STUDY OF LINEWIDTHS OF ELECTRON SPIN RESONANCE SPECTRA OF SOME AROMATIC HYDROCARBON RADICAL IONS

Linewidths of the ESR spectra of the naphthalene, anthracene, and tetracene radical anions, and the tetracene cation in dilute solution at low temperatures have been carefully investigated. It was expected that for these systems the linewidth variations would be determined primarily by the anisotropic g tensor and electron-nuclear magnetic dipole interactions. A comparison of the experimental linewidth parameters with calculated values based on this assumption shows that although theoretical expressions can account qualitatively for the observed linewidths, quantitative agreement is not satisfactory. It is shown that the discrepancies between the calculated values and the experimental results cannot be accounted for by errors in the calculations resulting from our ignorance of the exact spin density distribution in the radicals or of the detailed form of the atomic-orbital wavefunction used for the unpaired electron.

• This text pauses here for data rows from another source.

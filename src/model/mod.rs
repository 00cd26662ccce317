//! Data transfer objects shared by the HTTP API.

pub mod api;
pub mod category;
pub mod pharmacy;
pub mod product;
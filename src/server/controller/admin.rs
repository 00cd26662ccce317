use axum::{
    extract::{Path, State},
    http::StatusCode,
    response::IntoResponse,
    Json,
};

use crate::{
    model::{
        api::{ApiResponse, ErrorDto},
        pharmacy::{AdminDto, AssignAdminsDto, PharmacyDto},
    },
    server::{error::Error, model::app::AppState, service::admin::AdminAssignmentService},
};

pub static ADMIN_TAG: &str = "admin";

/// Assign admins to a pharmacy and open it
#[utoipa::path(
    post,
    path = "/api/pharmacy/{id}/admins",
    tag = ADMIN_TAG,
    params(("id" = i32, Path, description = "Pharmacy ID")),
    request_body = AssignAdminsDto,
    responses(
        (status = 200, description = "Admins assigned", body = ApiResponse<PharmacyDto>),
        (status = 400, description = "No admins given", body = ErrorDto),
        (status = 404, description = "Pharmacy or admins not found", body = ErrorDto),
        (status = 410, description = "Pharmacy has been deleted", body = ErrorDto),
        (status = 500, description = "Internal server error", body = ErrorDto)
    ),
)]
pub async fn assign_admins(
    State(state): State<AppState>,
    Path(id): Path<i32>,
    Json(body): Json<AssignAdminsDto>,
) -> Result<impl IntoResponse, Error> {
    let admin_service = AdminAssignmentService::new(&state.db);
    let response = admin_service.assign_admins(id, body.admin_ids).await?;

    Ok((StatusCode::OK, Json(response)))
}

/// List the live admins assigned to a pharmacy
#[utoipa::path(
    get,
    path = "/api/pharmacy/{id}/admins",
    tag = ADMIN_TAG,
    params(("id" = i32, Path, description = "Pharmacy ID")),
    responses(
        (status = 200, description = "Assigned admins", body = ApiResponse<Vec<AdminDto>>),
        (status = 404, description = "Pharmacy not found", body = ErrorDto),
        (status = 410, description = "Pharmacy has been deleted", body = ErrorDto),
        (status = 500, description = "Internal server error", body = ErrorDto)
    ),
)]
pub async fn get_assigned_admins(
    State(state): State<AppState>,
    Path(id): Path<i32>,
) -> Result<impl IntoResponse, Error> {
    let admin_service = AdminAssignmentService::new(&state.db);
    let response = admin_service.get_assigned_admins(id).await?;

    Ok((StatusCode::OK, Json(response)))
}

/// Remove an admin from their pharmacy
#[utoipa::path(
    delete,
    path = "/api/admin/{id}/pharmacy",
    tag = ADMIN_TAG,
    params(("id" = i32, Path, description = "Admin ID")),
    responses(
        (status = 200, description = "Admin unassigned", body = ApiResponse<AdminDto>),
        (status = 400, description = "Admin is not assigned to a pharmacy", body = ErrorDto),
        (status = 404, description = "Admin not found", body = ErrorDto),
        (status = 500, description = "Internal server error", body = ErrorDto)
    ),
)]
pub async fn unassign_admin(
    State(state): State<AppState>,
    Path(id): Path<i32>,
) -> Result<impl IntoResponse, Error> {
    let admin_service = AdminAssignmentService::new(&state.db);
    let response = admin_service.unassign_admin(id).await?;

    Ok((StatusCode::OK, Json(response)))
}
use axum::{
    extract::{Path, State},
    http::StatusCode,
    response::IntoResponse,
    Json,
};

use crate::{
    model::{
        api::{ApiResponse, ErrorDto},
        category::{
            CategoryDeletedDto, CategoryDetailsDto, CategoryDto, CategoryPatch, CreateCategoryDto,
        },
    },
    server::{error::Error, model::app::AppState, service::category::CategoryService},
};

pub static CATEGORY_TAG: &str = "category";

/// Create a product category
#[utoipa::path(
    post,
    path = "/api/category",
    tag = CATEGORY_TAG,
    request_body = CreateCategoryDto,
    responses(
        (status = 201, description = "Category created", body = ApiResponse<CategoryDto>),
        (status = 400, description = "Invalid category details", body = ErrorDto),
        (status = 409, description = "Category name already exists", body = ErrorDto),
        (status = 500, description = "Internal server error", body = ErrorDto)
    ),
)]
pub async fn create_category(
    State(state): State<AppState>,
    Json(body): Json<CreateCategoryDto>,
) -> Result<impl IntoResponse, Error> {
    let category_service = CategoryService::new(&state.db);
    let response = category_service.create_category(body).await?;

    Ok((StatusCode::CREATED, Json(response)))
}

/// Get a category with its live product count
#[utoipa::path(
    get,
    path = "/api/category/{id}",
    tag = CATEGORY_TAG,
    params(("id" = i32, Path, description = "Category ID")),
    responses(
        (status = 200, description = "Category", body = ApiResponse<CategoryDetailsDto>),
        (status = 404, description = "Category not found", body = ErrorDto),
        (status = 500, description = "Internal server error", body = ErrorDto)
    ),
)]
pub async fn get_category(
    State(state): State<AppState>,
    Path(id): Path<i32>,
) -> Result<impl IntoResponse, Error> {
    let category_service = CategoryService::new(&state.db);
    let response = category_service.get_category(id).await?;

    Ok((StatusCode::OK, Json(response)))
}

/// Update a category
#[utoipa::path(
    patch,
    path = "/api/category/{id}",
    tag = CATEGORY_TAG,
    params(("id" = i32, Path, description = "Category ID")),
    request_body = CategoryPatch,
    responses(
        (status = 200, description = "Category updated", body = ApiResponse<CategoryDto>),
        (status = 400, description = "Invalid category details", body = ErrorDto),
        (status = 404, description = "Category not found", body = ErrorDto),
        (status = 409, description = "Category name already exists", body = ErrorDto),
        (status = 500, description = "Internal server error", body = ErrorDto)
    ),
)]
pub async fn update_category(
    State(state): State<AppState>,
    Path(id): Path<i32>,
    Json(body): Json<CategoryPatch>,
) -> Result<impl IntoResponse, Error> {
    let category_service = CategoryService::new(&state.db);
    let response = category_service.update_category(id, body).await?;

    Ok((StatusCode::OK, Json(response)))
}

/// Delete a category and unlink it from every product
#[utoipa::path(
    delete,
    path = "/api/category/{id}",
    tag = CATEGORY_TAG,
    params(("id" = i32, Path, description = "Category ID")),
    responses(
        (status = 200, description = "Category deleted", body = ApiResponse<CategoryDeletedDto>),
        (status = 404, description = "Category not found", body = ErrorDto),
        (status = 500, description = "Internal server error", body = ErrorDto)
    ),
)]
pub async fn delete_category(
    State(state): State<AppState>,
    Path(id): Path<i32>,
) -> Result<impl IntoResponse, Error> {
    let category_service = CategoryService::new(&state.db);
    let response = category_service.delete_category(id).await?;

    Ok((StatusCode::OK, Json(response)))
}
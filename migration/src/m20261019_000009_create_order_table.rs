use sea_orm_migration::{prelude::*, schema::*};

#[derive(DeriveMigrationName)]
pub struct Migration;

#[async_trait::async_trait]
impl MigrationTrait for Migration {
    async fn up(&self, manager: &SchemaManager) -> Result<(), DbErr> {
        manager
            .create_table(
                Table::create()
                    .table(Order::Table)
                    .if_not_exists()
                    .col(pk_auto(Order::Id))
                    .col(string(Order::Status))
                    .col(timestamp(Order::CreatedAt))
                    .col(timestamp(Order::UpdatedAt))
                    .to_owned(),
            )
            .await
    }

    async fn down(&self, manager: &SchemaManager) -> Result<(), DbErr> {
        manager
            .drop_table(Table::drop().table(Order::Table).to_owned())
            .await
    }
}

#[derive(DeriveIden)]
pub enum Order {
    Table,
    Id,
    Status,
    CreatedAt,
    UpdatedAt,
}
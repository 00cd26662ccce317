use sea_orm_migration::{prelude::*, schema::*};

use crate::m20261019_000009_create_order_table::Order;

static FK_ORDER_ACTIVITY_ORDER_ID: &str = "fk_order_activity_order_id";

#[derive(DeriveMigrationName)]
pub struct Migration;

#[async_trait::async_trait]
impl MigrationTrait for Migration {
    async fn up(&self, manager: &SchemaManager) -> Result<(), DbErr> {
        manager
            .create_table(
                Table::create()
                    .table(OrderActivity::Table)
                    .if_not_exists()
                    .col(pk_auto(OrderActivity::Id))
                    .col(integer(OrderActivity::OrderId))
                    .col(string(OrderActivity::Status))
                    .col(timestamp(OrderActivity::CreatedAt))
                    .to_owned(),
            )
            .await?;

        manager
            .create_foreign_key(
                ForeignKey::create()
                    .name(FK_ORDER_ACTIVITY_ORDER_ID)
                    .from_tbl(OrderActivity::Table)
                    .from_col(OrderActivity::OrderId)
                    .to_tbl(Order::Table)
                    .to_col(Order::Id)
                    .to_owned(),
            )
            .await?;

        Ok(())
    }

    async fn down(&self, manager: &SchemaManager) -> Result<(), DbErr> {
        manager
            .drop_foreign_key(
                ForeignKey::drop()
                    .name(FK_ORDER_ACTIVITY_ORDER_ID)
                    .table(OrderActivity::Table)
                    .to_owned(),
            )
            .await?;

        manager
            .drop_table(Table::drop().table(OrderActivity::Table).to_owned())
            .await?;

        Ok(())
    }
}

#[derive(DeriveIden)]
enum OrderActivity {
    Table,
    Id,
    OrderId,
    Status,
    CreatedAt,
}
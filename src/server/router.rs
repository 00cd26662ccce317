//! HTTP routing and OpenAPI documentation configuration.
//!
//! This module defines the application's HTTP routes and generates OpenAPI documentation
//! using utoipa. All API endpoints are registered here with their OpenAPI specifications,
//! and Swagger UI is configured to provide interactive API documentation at `/api/docs`.

use axum::Router;
use utoipa::OpenApi;
use utoipa_axum::{router::OpenApiRouter, routes};
use utoipa_swagger_ui::SwaggerUi;

use crate::server::{controller, model::app::AppState};

/// Builds the application's HTTP router with all API endpoints and Swagger UI documentation.
///
/// Every catalog endpoint is registered with its `utoipa::path` metadata, which is
/// collected into one OpenAPI document served at `/api/docs/openapi.json` and browsable
/// through Swagger UI at `/api/docs`.
///
/// # Registered Endpoints
/// - `POST /api/pharmacy`, `GET|PATCH|DELETE /api/pharmacy/{id}`,
///   `GET /api/pharmacy/dashboard`, `POST /api/pharmacy/verify-name`
/// - `GET|POST /api/pharmacy/{id}/admins`, `DELETE /api/admin/{id}/pharmacy`
/// - `POST /api/product`, `PATCH|DELETE /api/product/{id}`, `POST /api/product/{id}/publish`,
///   `GET /api/product/slug/{slug}`, `POST /api/product/verify-name`
/// - `POST /api/category`, `GET|PATCH|DELETE /api/category/{id}`
/// - `POST /api/product/{id}/unit`, `PATCH|DELETE /api/unit/{id}`
/// - `POST /api/product/{id}/image`, `PUT /api/image/{id}/thumbnail`, `DELETE /api/image/{id}`
///
/// # Example
/// ```ignore
/// let app_state = AppState::from((db, media));
/// let router = routes().with_state(app_state);
/// ```
pub fn routes() -> Router<AppState> {
    #[derive(OpenApi)]
    #[openapi(info(title = "Apotek", description = "Apotek catalog API"), tags(
        (name = controller::pharmacy::PHARMACY_TAG, description = "Pharmacy API routes"),
        (name = controller::admin::ADMIN_TAG, description = "Pharmacy admin assignment routes"),
        (name = controller::product::PRODUCT_TAG, description = "Product API routes"),
        (name = controller::category::CATEGORY_TAG, description = "Product category API routes"),
        (name = controller::unit::UNIT_TAG, description = "Product unit API routes"),
        (name = controller::image::IMAGE_TAG, description = "Product image API routes"),
    ))]
    struct ApiDoc;

    let (routes, api) = OpenApiRouter::with_openapi(ApiDoc::openapi())
        .routes(routes!(controller::pharmacy::create_pharmacy))
        .routes(routes!(
            controller::pharmacy::get_pharmacy,
            controller::pharmacy::update_pharmacy,
            controller::pharmacy::delete_pharmacy
        ))
        .routes(routes!(controller::pharmacy::get_dashboard_pharmacies))
        .routes(routes!(controller::pharmacy::verify_pharmacy_name))
        .routes(routes!(
            controller::admin::get_assigned_admins,
            controller::admin::assign_admins
        ))
        .routes(routes!(controller::admin::unassign_admin))
        .routes(routes!(controller::product::create_product))
        .routes(routes!(
            controller::product::update_product,
            controller::product::delete_product
        ))
        .routes(routes!(controller::product::publish_product))
        .routes(routes!(controller::product::get_product_details))
        .routes(routes!(controller::product::verify_product_name))
        .routes(routes!(controller::category::create_category))
        .routes(routes!(
            controller::category::get_category,
            controller::category::update_category,
            controller::category::delete_category
        ))
        .routes(routes!(controller::unit::create_unit))
        .routes(routes!(
            controller::unit::update_unit,
            controller::unit::delete_unit
        ))
        .routes(routes!(controller::image::upload_image))
        .routes(routes!(controller::image::update_to_thumbnail))
        .routes(routes!(controller::image::delete_image))
        .split_for_parts();

    let routes = routes.merge(SwaggerUi::new("/api/docs").url("/api/docs/openapi.json", api));

    routes
}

The relative insensitivity of the calculated ratios of linewidth parameters to changes in spin densities indicates that even if agreement between theory and experiment were excellent, it would not be possible to perform an indirect analysis of the experimental results to obtain reliable values for the spin densities. Both anisotropic rotational motions and fluctuations in the isotropic hyperfine splittings are found to affect the calculated linewidth parameters, and while neither of these factors alone is sufficient to explain the observed values, the calculations indicate that both of them may make significant contributions to the linewidths.